There are services that offer human transcriptions of podcasts—I’ve used both CastingWords and Rev, but they aren’t cheap. The cheapest I’ve seen is $1 per minute. That’s not unreasonable if you’re a highly capitalized commercial podcast with a big budget, but I’d wager that 98 percent of podcasts would lose money if they had to pay $1 per minute for transcripts.

But beyond that, these human-based transcription services still generate transcripts that are full of errors, misunderstandings, and nonsensical statements. The more arcane or technical the discussion—or the more voices on a podcast—the worse it can get. If you really want your transcript to be good, you have to go over it yourself, preferably by listening along—and that takes time. The cost just went up even more.

The great hope lies in software transcriptions, which can either ease the burden of human transcriptionists or replace them entirely. There are a few platforms currently offering speech-to-text transcriptions—I used Google’s API via the Auphonic service—and they cost a lot less than paying a human to transcribe them.

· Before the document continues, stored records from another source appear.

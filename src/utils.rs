//! Display timestamps
//!
//! Pages show times with a fixed +8 hour offset applied to the raw value,
//! rendered as `YYYY/M/D HH:MM:SS`. This is a display convention, not a
//! timezone conversion: listing times are shifted as-is.

use chrono::{Duration, NaiveDateTime, Utc};

/// Hours added to every displayed timestamp
pub const DISPLAY_OFFSET_HOURS: i64 = 8;

const DISPLAY_FORMAT: &str = "%Y/%-m/%-d %H:%M:%S";
const LISTING_FORMAT: &str = "%Y-%m-%d %H:%M:%S";

/// Shift and render a timestamp for display
pub fn display_time(time: NaiveDateTime) -> String {
  (time + Duration::hours(DISPLAY_OFFSET_HOURS)).format(DISPLAY_FORMAT).to_string()
}

/// Render a storage listing `date time` pair for display
///
/// Values that do not parse are passed through unchanged.
pub fn listing_time(date: &str, time: &str) -> String {
  let raw = format!("{} {}", date, time);
  match NaiveDateTime::parse_from_str(&raw, LISTING_FORMAT) {
    Ok(parsed) => display_time(parsed),
    Err(_) => raw,
  }
}

/// Current time for display
pub fn now_display() -> String {
  display_time(Utc::now().naive_utc())
}
//! Tracking table client (Airtable REST API)
//!
//! `POST https://api.airtable.com/v0/<base>/<table>` with
//! `{"records": [{"fields": {...}}]}`.

use super::http::http_error;
use super::{RecordTable, TableRecord};
use crate::core::error::PageResult;
use serde::Serialize;
use std::time::Duration;

const API_BASE: &str = "https://api.airtable.com/v0";

/// Request timeout for record writes (30 seconds).
const REQUEST_TIMEOUT_MS: u64 = 30_000;

/// The API accepts at most this many records per request
const MAX_RECORDS_PER_REQUEST: usize = 10;

pub struct AirtableClient {
  agent: ureq::Agent,
  api_key: String,
  base_id: String,
  api_base: String,
}

#[derive(Serialize)]
struct CreateRecords<'a> {
  records: Vec<RecordFields<'a>>,
}

#[derive(Serialize)]
struct RecordFields<'a> {
  fields: &'a TableRecord,
}

impl AirtableClient {
  pub fn new(api_key: impl Into<String>, base_id: impl Into<String>) -> Self {
    let agent = ureq::AgentBuilder::new()
      .timeout(Duration::from_millis(REQUEST_TIMEOUT_MS))
      .build();
    Self {
      agent,
      api_key: api_key.into(),
      base_id: base_id.into(),
      api_base: API_BASE.to_string(),
    }
  }

  /// Point at another API root (proxies, tests)
  pub fn with_api_base(mut self, api_base: impl Into<String>) -> Self {
    self.api_base = api_base.into();
    self
  }

  fn table_url(&self, table: &str) -> String {
    format!(
      "{}/{}/{}",
      self.api_base.trim_end_matches('/'),
      encode_path_segment(&self.base_id),
      encode_path_segment(table)
    )
  }
}

impl RecordTable for AirtableClient {
  fn insert(&self, table: &str, records: &[TableRecord]) -> PageResult<()> {
    let url = self.table_url(table);
    for chunk in records.chunks(MAX_RECORDS_PER_REQUEST) {
      let body = CreateRecords {
        records: chunk.iter().map(|fields| RecordFields { fields }).collect(),
      };
      tracing::debug!(url = %url, count = chunk.len(), "inserting records");
      self
        .agent
        .post(&url)
        .set("Authorization", &format!("Bearer {}", self.api_key))
        .send_json(&body)
        .map_err(|e| http_error(&url, e))?;
    }
    Ok(())
  }
}

/// Percent-encode one URL path segment (RFC 3986 unreserved kept)
fn encode_path_segment(segment: &str) -> String {
  let mut out = String::with_capacity(segment.len());
  for byte in segment.bytes() {
    match byte {
      b'A'..=b'Z' | b'a'..=b'z' | b'0'..=b'9' | b'-' | b'.' | b'_' | b'~' => out.push(byte as char),
      _ => out.push_str(&format!("%{:02X}", byte)),
    }
  }
  out
}
//! Object storage access
//!
//! Everything the pipeline needs from the storage backend goes through
//! [`ObjectStore`]; [`AwsCli`] drives the `aws` command line.

pub mod aws_cli;

pub use aws_cli::AwsCli;

use crate::core::error::PageResult;
use std::path::Path;

/// Storage operations used while assembling pages
///
/// `Send + Sync` because listings for related artifacts are fetched in
/// parallel.
pub trait ObjectStore: Send + Sync {
  /// Raw human-readable listing of `s3://<bucket>/<prefix>`, one object per line
  fn list(&self, bucket: &str, prefix: &str) -> PageResult<String>;

  /// Keys under `prefix` whose key contains `needle`
  fn find_keys(&self, bucket: &str, prefix: &str, needle: &str) -> PageResult<Vec<String>>;

  /// Mirror a local directory to `s3://<bucket>/<prefix>` with public-read access
  fn sync(&self, source: &Path, bucket: &str, prefix: &str) -> PageResult<()>;
}
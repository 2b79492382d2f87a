//! Integration tests for the page generation pipeline

use crate::helpers::{FakeFetcher, FakeStore, RecordingTable, TestWorkspace};
use anyhow::Result;
use pretty_assertions::assert_eq;
use release_page::commands::{GenerateOptions, Services, run_generate};

const LOCKFILE: &str = r#"# THIS IS AN AUTOGENERATED FILE. DO NOT EDIT THIS FILE DIRECTLY.
# yarn lockfile v1


"@kungfu-trader/kungfu-core@^2.4.0", "@kungfu-trader/kungfu-core@~2.4.5":
  version "2.4.5"
  resolved "https://registry.yarnpkg.com/@kungfu-trader/kungfu-core/-/kungfu-core-2.4.5.tgz"

"@kungfu-trader/kungfu-js-api@^2.4.0":
  version "2.4.7"
  dependencies:
    "@kungfu-trader/kungfu-core" "^2.4.0"

lodash@^4.17.21:
  version "4.17.21"
"#;

fn position(haystack: &str, needle: &str) -> usize {
  haystack
    .find(needle)
    .unwrap_or_else(|| panic!("'{}' not found in page", needle))
}

#[test]
fn test_pages_land_under_major_version_path() -> Result<()> {
  let ws = TestWorkspace::new()?;
  ws.add_package(".", "@kungfu-trader/kungfu-app", true)?;
  let ctx = ws.context("Release v2.0.0 (hotfix)", "")?;

  let store = FakeStore::new().with_listing(
    "kungfu-app/2/v2.0.0/",
    "2024-01-02 10:11:12   80.3 MiB kungfu-app-win.exe\n",
  );
  let (fetcher, table) = (FakeFetcher::new(), RecordingTable::new());
  let services = Services {
    store: &store,
    fetcher: &fetcher,
    table: &table,
  };

  let summary = run_generate(&ctx, &services, &GenerateOptions::default())?;

  assert_eq!(summary.version, "v2.0.0");
  let synced = store.synced();
  assert_eq!(synced.len(), 1);
  assert_eq!(synced[0].bucket, "kungfu-releases");
  assert_eq!(synced[0].prefix, "kungfu-app/2/v2.0.0/");
  assert!(synced[0].html.contains("kungfu-app v2.0.0"));
  Ok(())
}

#[test]
fn test_windows_row_first_regardless_of_listing_order() -> Result<()> {
  let ws = TestWorkspace::new()?;
  ws.add_package(".", "@kungfu-trader/kungfu-app", true)?;
  let ctx = ws.context("Release v2.0.0", "")?;

  let store = FakeStore::new().with_listing(
    "kungfu-app/2/v2.0.0/",
    "\
2024-01-02 10:11:12   60.1 MiB kungfu-app.tar.gz
2024-01-02 10:11:12   80.3 MiB kungfu-app-win.exe
2024-01-02 10:11:12    1.0 KiB checksums.txt
",
  );
  let (fetcher, table) = (FakeFetcher::new(), RecordingTable::new());
  let services = Services {
    store: &store,
    fetcher: &fetcher,
    table: &table,
  };

  let summary = run_generate(&ctx, &services, &GenerateOptions::default())?;
  assert_eq!(summary.pages[0].downloads, 2);

  let html = &store.synced()[0].html;
  assert!(position(html, "kungfu-app-win.exe") < position(html, "kungfu-app.tar.gz"));
  assert!(!html.contains("checksums.txt"));
  Ok(())
}

#[test]
fn test_related_artifact_downloads_are_merged() -> Result<()> {
  let ws = TestWorkspace::new()?;
  ws.add_package(".", "@kungfu-trader/kungfu-app", true)?;
  let ctx = ws.context("Release v2.0.0", "")?;

  let store = FakeStore::new()
    .with_listing(
      "kungfu-app/2/v2.0.0/",
      "2024-01-02 10:11:12   60.1 MiB kungfu-app.tar.gz\n",
    )
    .with_listing(
      "kungfu-core/2/v2.0.0/",
      "2024-01-02 09:00:00   12.0 MiB kungfu-core-linux-x64.zip\n",
    );
  let (fetcher, table) = (FakeFetcher::new(), RecordingTable::new());
  let services = Services {
    store: &store,
    fetcher: &fetcher,
    table: &table,
  };

  let summary = run_generate(&ctx, &services, &GenerateOptions::default())?;
  assert_eq!(summary.pages[0].downloads, 2);

  let html = &store.synced()[0].html;
  assert!(position(html, "kungfu-core-linux-x64.zip") < position(html, "kungfu-app.tar.gz"));
  Ok(())
}

#[test]
fn test_listing_failure_does_not_stop_other_artifacts() -> Result<()> {
  let ws = TestWorkspace::new()?;
  ws.lerna(&["packages/*"])?;
  ws.add_package("packages/app", "@kungfu-trader/kungfu-app", true)?;
  ws.add_package("packages/cli", "@kungfu-trader/kungfu-cli", true)?;
  ws.add_package("packages/utils", "@kungfu-trader/kungfu-utils", false)?;
  let ctx = ws.context("Release v2.0.0", "")?;

  // Nothing is listed for kungfu-cli or kungfu-core
  let store = FakeStore::new().with_listing(
    "kungfu-app/2/v2.0.0/",
    "2024-01-02 10:11:12   80.3 MiB kungfu-app-win.exe\n",
  );
  let (fetcher, table) = (FakeFetcher::new(), RecordingTable::new());
  let services = Services {
    store: &store,
    fetcher: &fetcher,
    table: &table,
  };

  let summary = run_generate(&ctx, &services, &GenerateOptions::default())?;

  let prefixes: Vec<String> = store.synced().into_iter().map(|p| p.prefix).collect();
  assert_eq!(prefixes, vec!["kungfu-app/2/v2.0.0/", "kungfu-cli/2/v2.0.0/"]);
  assert_eq!(summary.pages[0].downloads, 1);
  assert_eq!(summary.pages[1].downloads, 0);
  Ok(())
}

#[test]
fn test_artifact_manifests_take_precedence() -> Result<()> {
  let ws = TestWorkspace::new()?;
  ws.add_package(".", "@kungfu-trader/kungfu-monorepo", false)?;
  ws.add_package("artifact-app", "@kungfu-trader/kungfu-app", false)?;
  let ctx = ws.context("Release v2.0.0", "")?;

  let store = FakeStore::new();
  let (fetcher, table) = (FakeFetcher::new(), RecordingTable::new());
  let services = Services {
    store: &store,
    fetcher: &fetcher,
    table: &table,
  };

  run_generate(&ctx, &services, &GenerateOptions::default())?;
  assert_eq!(store.synced()[0].prefix, "kungfu-app/2/v2.0.0/");
  assert_eq!(store.synced().len(), 1);
  Ok(())
}

#[test]
fn test_release_notes_linked_and_inlined() -> Result<()> {
  let ws = TestWorkspace::new()?;
  ws.add_package(".", "@kungfu-trader/kungfu-app", true)?;
  let ctx = ws.context("Release v2.0.0", "")?;

  let store = FakeStore::new().with_notes(
    "kungfu-app/2/v2.0.0/",
    &[
      "kungfu-app/2/v2.0.0/release-notes.md",
      "kungfu-app/2/v2.0.0/release-notes.pdf",
    ],
  );
  let fetcher = FakeFetcher::new().with_document(
    "https://releases.kungfu-trader.com/kungfu-app/2/v2.0.0/release-notes.md",
    "## Fixes\n\n- order book snapshot\n",
  );
  let table = RecordingTable::new();
  let services = Services {
    store: &store,
    fetcher: &fetcher,
    table: &table,
  };

  let summary = run_generate(&ctx, &services, &GenerateOptions::default())?;
  assert!(summary.pages[0].has_notes);

  let html = &store.synced()[0].html;
  assert!(html.contains("<h2>Fixes</h2>"));
  assert!(html.contains("release-notes.pdf"));
  assert!(!html.contains(">HTML<"));
  Ok(())
}

#[test]
fn test_unreachable_markdown_keeps_link_without_inline_notes() -> Result<()> {
  let ws = TestWorkspace::new()?;
  ws.add_package(".", "@kungfu-trader/kungfu-app", true)?;
  let ctx = ws.context("Release v2.0.0", "")?;

  let store = FakeStore::new().with_notes("kungfu-app/2/v2.0.0/", &["kungfu-app/2/v2.0.0/release-notes.md"]);
  let (fetcher, table) = (FakeFetcher::new(), RecordingTable::new());
  let services = Services {
    store: &store,
    fetcher: &fetcher,
    table: &table,
  };

  run_generate(&ctx, &services, &GenerateOptions::default())?;

  let html = &store.synced()[0].html;
  assert!(html.contains("release-notes.md"));
  assert!(html.contains("<article class=\"notes\"></article>"));
  Ok(())
}

#[test]
fn test_no_credential_writes_no_records() -> Result<()> {
  let ws = TestWorkspace::new()?;
  ws.add_package(".", "@kungfu-trader/kungfu-app", true)?;
  ws.write_file("yarn.lock", LOCKFILE)?;
  let ctx = ws.context("Release v2.0.0", "")?;

  let (store, fetcher, table) = (FakeStore::new(), FakeFetcher::new(), RecordingTable::new());
  let services = Services {
    store: &store,
    fetcher: &fetcher,
    table: &table,
  };

  let summary = run_generate(&ctx, &services, &GenerateOptions::default())?;
  assert_eq!(summary.records, 0);
  assert!(table.calls().is_empty());
  Ok(())
}

#[test]
fn test_snapshot_recorded_per_artifact() -> Result<()> {
  let ws = TestWorkspace::new()?;
  ws.lerna(&["packages/*"])?;
  ws.add_package("packages/app", "@kungfu-trader/kungfu-app", true)?;
  ws.add_package("packages/cli", "@kungfu-trader/kungfu-cli", true)?;
  ws.write_file("yarn.lock", LOCKFILE)?;
  let ctx = ws.context("Release v2.0.0", "keyTest")?;

  let (store, fetcher, table) = (FakeStore::new(), FakeFetcher::new(), RecordingTable::new());
  let services = Services {
    store: &store,
    fetcher: &fetcher,
    table: &table,
  };

  let summary = run_generate(&ctx, &services, &GenerateOptions::default())?;
  assert_eq!(summary.records, 2);

  let calls = table.calls();
  assert_eq!(calls.len(), 2);
  let (table_name, records) = &calls[0];
  assert_eq!(table_name, "pr dependencies");
  assert_eq!(records.len(), 1);
  assert_eq!(records[0].name, "kungfu-app");
  assert_eq!(records[0].version, "2.0.0");
  assert_eq!(records[0].repo, "kungfu");
  assert_eq!(
    records[0].dependencies,
    r#"{"@kungfu-trader/kungfu-core":"2.4.5","@kungfu-trader/kungfu-js-api":"2.4.7"}"#
  );
  assert_eq!(calls[1].1[0].name, "kungfu-cli");
  Ok(())
}

#[test]
fn test_missing_lockfile_skips_records() -> Result<()> {
  let ws = TestWorkspace::new()?;
  ws.add_package(".", "@kungfu-trader/kungfu-app", true)?;
  let ctx = ws.context("Release v2.0.0", "keyTest")?;

  let (store, fetcher, table) = (FakeStore::new(), FakeFetcher::new(), RecordingTable::new());
  let services = Services {
    store: &store,
    fetcher: &fetcher,
    table: &table,
  };

  let summary = run_generate(&ctx, &services, &GenerateOptions::default())?;
  assert_eq!(store.synced().len(), 1);
  assert_eq!(summary.records, 0);
  assert!(table.calls().is_empty());
  Ok(())
}

#[test]
fn test_sync_failure_aborts_run() -> Result<()> {
  let ws = TestWorkspace::new()?;
  ws.add_package(".", "@kungfu-trader/kungfu-app", true)?;
  ws.write_file("yarn.lock", LOCKFILE)?;
  let ctx = ws.context("Release v2.0.0", "keyTest")?;

  let store = FakeStore::new().failing_sync();
  let (fetcher, table) = (FakeFetcher::new(), RecordingTable::new());
  let services = Services {
    store: &store,
    fetcher: &fetcher,
    table: &table,
  };

  let err = run_generate(&ctx, &services, &GenerateOptions::default()).unwrap_err();
  assert!(err.to_string().contains("AccessDenied"));
  assert!(table.calls().is_empty());
  Ok(())
}

#[test]
fn test_dry_run_keeps_pages_and_skips_publishing() -> Result<()> {
  let ws = TestWorkspace::new()?;
  ws.add_package(".", "@kungfu-trader/kungfu-app", true)?;
  ws.write_file("yarn.lock", LOCKFILE)?;
  let ctx = ws.context("Release v2.0.0", "keyTest")?;

  let store = FakeStore::new().with_listing(
    "kungfu-app/2/v2.0.0/",
    "2024-01-02 10:11:12   80.3 MiB kungfu-app-win.exe\n",
  );
  let (fetcher, table) = (FakeFetcher::new(), RecordingTable::new());
  let services = Services {
    store: &store,
    fetcher: &fetcher,
    table: &table,
  };
  let options = GenerateOptions {
    dry_run: true,
    out_dir: Some(ws.path.join("out")),
    progress: false,
  };

  let summary = run_generate(&ctx, &services, &options)?;

  assert!(store.synced().is_empty());
  assert!(table.calls().is_empty());
  assert_eq!(summary.records, 0);
  assert!(ws.file_exists("out/kungfu-app/2/v2.0.0/index.html"));
  assert!(ws.read_file("out/kungfu-app/2/v2.0.0/index.html")?.contains("kungfu-app-win.exe"));
  Ok(())
}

But as you might expect, the results are comical at best¹, unintelligible at worst.

I ran last week’s Six Colors Secret Subscriber Podcast through the Google engine, just as a sample. Here’s something Dan said, which I transcribed and edited:

Right, and I think the hugest win here is this idea that Workflow succeeded in an environment where Apple did very little to foster anything in that area. From the scripting side and the Automator side, I think they were always kind of awkward because you could be very good at automating or scripting, but it always felt to me like a weird middle ground where people who are not technical… there was just no chance that they were going to sit down to write an AppleScript. And then for a lot of people who are very technical—we know many programmers and I’m one of these people who did work in programming—I have the hardest time grokking an AppleScript.

And here’s what the machine presented to me:

Right and I think that’s an amazing and the sort of like you just win here is this idea that you know workflow succeed in an environment where Apple did very little to sort of foster anything in that area from the scripting side in like the automator side I think they were always kind of awkward because, you could be very good at automated or automating or scripting put it always to me felt like a weird Middle Ground where people who are not technical like there was just no chance like, we’re going to sit down to write an apple script and then for a lot of people who are very we know many programmers who and I will I’m one of these people who did work in programming I have the hardest time cracking an apple script

And that was one of the cleaner passages. I cleaned it up by going over the audio and correcting all of the mistakes (and making some editorial judgment to remove some filler words and false starts).

This also points out another problem with text transcripts of talking, namely that we don’t talk the way we write. Even the most conversational of writers 👋🏻 will be more direct than a transcript of how people speak. The way our brains process speech is very different from the way they process writing. If I were to “translate” Dan’s statement into writing, it might look like this:

Perhaps most impressive is that Workflow succeeded despite Apple doing very little to foster automation on iOS. On the Mac, AppleScript and Automator always seemed awkward to approach if you weren’t already a fairly technical person. I used to work as a programmer, and even I had trouble figuring out how to use AppleScript.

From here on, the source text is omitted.